Palm Sunday. A poem by Francis X. Edwards

Palm Sunday
Cathedral bells ring in empty air
above the empty dome
The Corrib’s fast waters flow
from the Salmon Weir past the quiet stones
of deserted streets and lanes
under silent bridges and out into the bay.

Like the air above the Cathedral, Galway lies empty
No footfall echoes on the medieval stones
St. Nicolas and Spanish Arch stand in reverent witness
to the cobbled quiet of the Latin Quarter,
the eerie calm of its narrow alleys and lanes

Palm Sunday
No frond waving crowds in the streets hailing a thorny king
A different king has arrived wearing another crown
Commanding respect, he is no respecter of status
Gender, race, or age; this king doesn’t care for all that
Labourer, Prime-Minister, nurse, child
He will hold court in your body, set his throne in your lungs
And proclaim his dominion

Long standing democracies tremble before his face
Economies quiver at his approach
Will the new king cut down the nations as we know them?
Will he call down a comet to be his right hand
to tear down, destroy, and build something new?

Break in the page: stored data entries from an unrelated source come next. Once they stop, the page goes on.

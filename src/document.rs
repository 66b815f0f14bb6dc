//! Scenario documents read by the command line: entity states plus an
//! engagement context, as JSON or YAML.

use std::sync::Arc;

use serde::{Deserialize, Serialize};

use crate::combat::types::WarfareContext;
use crate::data::formation::Formation;
use crate::data::loader::{load_master_data, master_data_path};
use crate::data::master::MasterData;
use crate::entity::comp::Comp;
use crate::entity::factory::Factory;
use crate::entity::org::OrgState;
use crate::entity::ship::{Ship, ShipState};
use crate::error::{FactoryError, MasterDataError};
use crate::simulator::scenario::Phase;

#[derive(Debug, Clone, Default, PartialEq, Serialize, Deserialize)]
#[serde(default)]
pub struct ScenarioDocument {
    /// Overrides `FLEETHUB_MASTER_DATA`.
    pub master_data: Option<String>,
    pub context: WarfareContext,
    pub attacker: Option<ShipState>,
    pub target: Option<ShipState>,
    pub attacker_org: Option<OrgState>,
    pub target_org: Option<OrgState>,
    pub attacker_formation: Option<Formation>,
    pub target_formation: Option<Formation>,
    pub phase: Phase,
    /// Anti-air cut-in assumed active by `anti-air`.
    pub anti_air_cutin: Option<u8>,
}

impl ScenarioDocument {
    pub fn master_data_path(&self) -> String {
        self.master_data.clone().unwrap_or_else(master_data_path)
    }

    pub fn load_master_data(&self) -> Result<Arc<MasterData>, MasterDataError> {
        load_master_data(self.master_data_path()).map(Arc::new)
    }

    /// `(attacker, target)` ships, when both are given.
    pub fn ships(&self, factory: &Factory) -> Result<Option<(Ship, Ship)>, FactoryError> {
        let (Some(attacker), Some(target)) = (&self.attacker, &self.target) else {
            return Ok(None);
        };
        Ok(Some((
            factory.create_ship(attacker)?,
            factory.create_ship(target)?,
        )))
    }

    pub fn attacker_comp(&self, factory: &Factory) -> Result<Option<Comp>, FactoryError> {
        comp(factory, self.attacker_org.as_ref(), self.attacker_formation)
    }

    pub fn target_comp(&self, factory: &Factory) -> Result<Option<Comp>, FactoryError> {
        comp(factory, self.target_org.as_ref(), self.target_formation)
    }
}

fn comp(
    factory: &Factory,
    state: Option<&OrgState>,
    formation: Option<Formation>,
) -> Result<Option<Comp>, FactoryError> {
    state
        .map(|state| factory.create_org(state).map(|org| org.comp(formation)))
        .transpose()
}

I fear that if we kill this king
After three days he may rise again
And prove to be
A harsh and ruthless saviour


Francis Xavier Edwards is a musician and songwriter and occasional poet who has lived and travelled in more than thirty countries. Inspired by the poetry scene in Galway, he has dedicated himself to further develop his writing and share in the joy of poetry so evident in the region. He is currently based in Galway.



  1. Sober, thought provoking poem…appropriate for this exact moment in the history of the world. Thank you for sharing Francis. May love and reason prevail.

  2. This poem has great perception of who a what the virus truly is.